今世缘·同题共写父亲母亲|父亲如盐
发布日期:2025-05-27 浏览次数:204
那是刮土晒盐的季节。
阳光下,白茫茫的盐碱地,闪着银光。中午的阳光,毒辣得很,让你不敢正视。父亲头戴斗篷,弯着腰,手握锄柄,用力地刮着脚前的盐土,刮出的盐土,薄薄的,细碎的,还有一点花白。太阳仿佛下的是火,落在父亲身上,变成了汗水。他脖子上挂着的毛巾湿漉漉的,随着身体摇晃着;他身上白洋布的背心也是湿漉漉的,紧紧地贴在后背上。我用瓷盆从柴塘中端来水,颤巍巍地送到父亲身边。父亲双手接过,送到嘴边,仰起头来,咕咚咕咚几口,放下,扯下脖子上毛巾,在盆中淘了几把,胡乱地擦了把脸,又脱下背心浸入盆中,拎起绞了两把,重又穿上身。
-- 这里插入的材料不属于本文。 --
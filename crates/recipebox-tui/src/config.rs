use std::fs::OpenOptions;
use std::path::PathBuf;
use std::sync::Mutex;

use anyhow::{Context, Result};
use clap::Parser;

pub const DEFAULT_URL: &str = "http://127.0.0.1:8000";

#[derive(Debug, Parser)]
#[command(name = "recipebox", about = "Terminal client for a recipe REST service")]
pub struct ClientConfig {
    /// Base URL of the recipe service (the client appends /recipes)
    #[arg(long, env = "RECIPEBOX_SERVER_URL", default_value = DEFAULT_URL)]
    pub server_url: String,

    /// Diagnostic log file. The terminal belongs to the UI, so logs go here.
    #[arg(long, env = "RECIPEBOX_LOG_FILE")]
    pub log_file: Option<PathBuf>,
}

impl ClientConfig {
    pub fn log_path(&self) -> PathBuf {
        self.log_file
            .clone()
            .unwrap_or_else(|| std::env::temp_dir().join("recipebox.log"))
    }

    /// Route `tracing` output to the log file. `RUST_LOG` overrides the
    /// default filter.
    pub fn init_logging(&self) -> Result<PathBuf> {
        let path = self.log_path();
        let file = OpenOptions::new()
            .create(true)
            .append(true)
            .open(&path)
            .with_context(|| format!("failed to open log file {}", path.display()))?;

        tracing_subscriber::fmt()
            .with_env_filter(
                tracing_subscriber::EnvFilter::try_from_default_env()
                    .unwrap_or_else(|_| tracing_subscriber::EnvFilter::new("recipebox=info,recipebox_tui=info,recipebox_service=info")),
            )
            .with_writer(Mutex::new(file))
            .with_ansi(false)
            .init();

        Ok(path)
    }
}

#[cfg(test)]
mod tests {
    use super::*;

    #[test]
    fn server_url_flag_is_read() {
        let config =
            ClientConfig::try_parse_from(["recipebox", "--server-url", "http://recipes.local:9000"])
                .unwrap();
        assert_eq!(config.server_url, "http://recipes.local:9000");
    }

    #[test]
    fn explicit_log_file_wins() {
        let config =
            ClientConfig::try_parse_from(["recipebox", "--log-file", "/tmp/rb-test.log"]).unwrap();
        assert_eq!(config.log_path(), PathBuf::from("/tmp/rb-test.log"));
    }

    #[test]
    fn default_log_file_is_in_temp_dir() {
        let config = ClientConfig {
            server_url: DEFAULT_URL.into(),
            log_file: None,
        };
        assert_eq!(config.log_path(), std::env::temp_dir().join("recipebox.log"));
    }
}
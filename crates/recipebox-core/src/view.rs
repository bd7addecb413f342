//! Structured view model for the recipe list.
//!
//! Widgets draw from these values only, never from raw `Recipe` fields.
//! Every string is passed through [`sanitize`] so a recipe name cannot smuggle
//! terminal control sequences onto the screen.

use crate::recipe::{Recipe, RecipeId};

pub const LIST_HEADER: &str = "Your Recipes:";
pub const DELETE_LABEL: &str = "Delete Recipe";
pub const EDIT_LABEL: &str = "Edit Recipe";

#[derive(Debug, Clone, PartialEq, Eq)]
pub struct RecipeCard {
    pub id: RecipeId,
    pub name: String,
    pub image: String,
    pub ingredients: String,
    pub steps: String,
    pub delete_label: &'static str,
    pub edit_label: &'static str,
}

impl RecipeCard {
    pub fn from_recipe(recipe: &Recipe) -> Self {
        Self {
            id: recipe.id.clone(),
            name: sanitize(&recipe.name),
            image: sanitize(&recipe.image),
            ingredients: sanitize(&recipe.ingredients.join(", ")),
            steps: sanitize(&recipe.steps.join(", ")),
            delete_label: DELETE_LABEL,
            edit_label: EDIT_LABEL,
        }
    }
}

#[derive(Debug, Clone, PartialEq, Eq)]
pub struct ListView {
    pub header: &'static str,
    pub cards: Vec<RecipeCard>,
}

impl ListView {
    pub fn is_empty(&self) -> bool {
        self.cards.is_empty()
    }
}

/// One card per recipe, in the order given.
pub fn render_list<'a, I>(recipes: I) -> ListView
where
    I: IntoIterator<Item = &'a Recipe>,
{
    ListView {
        header: LIST_HEADER,
        cards: recipes.into_iter().map(RecipeCard::from_recipe).collect(),
    }
}

/// Strip control characters. Newlines and tabs collapse to a single space.
pub fn sanitize(text: &str) -> String {
    text.chars()
        .filter_map(|c| match c {
            '\n' | '\r' | '\t' => Some(' '),
            c if c.is_control() => None,
            c => Some(c),
        })
        .collect()
}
刮下的盐土,晒过几天后,被父亲用小推车运到挖好的盐卤池旁。盐卤池靠近水塘边,有一张席子那么大,在凹坑中用树棍、芦苇搭成,刮下的盐土摊在厚厚的芦苇上,倒上水,一根空心的向日葵杆作为流卤管道,将淌下的盐卤导入下面盛卤的小缸。
淌下的盐卤挑回家后,我们找来瓦盆、破盆、破碗、破锅,摆放到门前的菜园间隙,将卤水舀入容器内。一个中午,黄黄的卤水就开出如雪的盐花。卤水渐渐变少,盐花越聚越大,晚上,我们收集起来,储下以备食用。
几十年过去,父亲刮土淌卤、晒盐的场景,我还是记忆犹新。
其实,父亲的一生就如晒盐,他经受多重苦难的煎熬,最终结晶成“盐”,为全家调和出幸福美味的生活。
父亲出生于20世纪20年代的响水口,他一生颇为坎坷,经受了无次的变故。作为家中长子,他6岁起就跟着爷爷经商,与爷爷一起艰难地撑起全家的生活。18岁时,他成家自立门户后,没有房子,在外租房,没有本钱,用向亲友借来的几十块钱,在响水口摆起了小摊。那时没有自行车,连手推车也没有,父亲靠一根扁担,挑起一家人生活的“大山”。为了多赚几个钱,他时常风里来雨里去,徒步到百里外的新浦海洲、陈港海边盐场挑回大盐、贩来小百货,一分一分地赚取微薄的收入,维持一家人的生活。
有一年春节,家家蒸馒头、包饺子,哥哥姐姐站在门口,看着邻居家孩子手中冒着热气的白馒头,一遍又一遍地追问着母亲,我们家为什么不蒸馒头、包饺子啊?母亲说,等你“大大”(意指父亲)到家,有了面粉就包了。直到天黑,疲惫的父亲才出现在街道的小巷中,哥哥姐姐看着父亲挑着一桶洋面粉和春节糕点,竞相奔上前去,一前一后扶着挑子。现在每到春节,我的眼前就会浮现出父亲卖了盐,挑回面粉,被哥哥姐姐欢天喜地迎回家的场景。
父亲在此后60多年的岁月中,遭受了无数的挫折,从中国最早的“失业”人员,到经商财产被没收充公;从大队代销店店员到“无业”人员……憨厚的父亲从不怨天怨人,在艰难困境中为全家撑起一片天。改革开放后,他在乡村开起了小商店,过上了自给自足的晚年生活。
父亲常指着太阳下的盐花对我说:一撮盐碱土,不经过烈日的曝晒,不经过水的洗礼,不承受烈日的煎熬,就无法结晶成盐!做人也是这样,千万不要怕吃苦。
我深深地记住了父亲的这句话,在人生的几十年里,尽管遭受了高考落榜、下岗失业、街头踏三轮车的种种磨难,但我勇敢地迈过了一道道坎,化卤成盐,也如父亲一样最终结晶成一朵芬芳的盐花。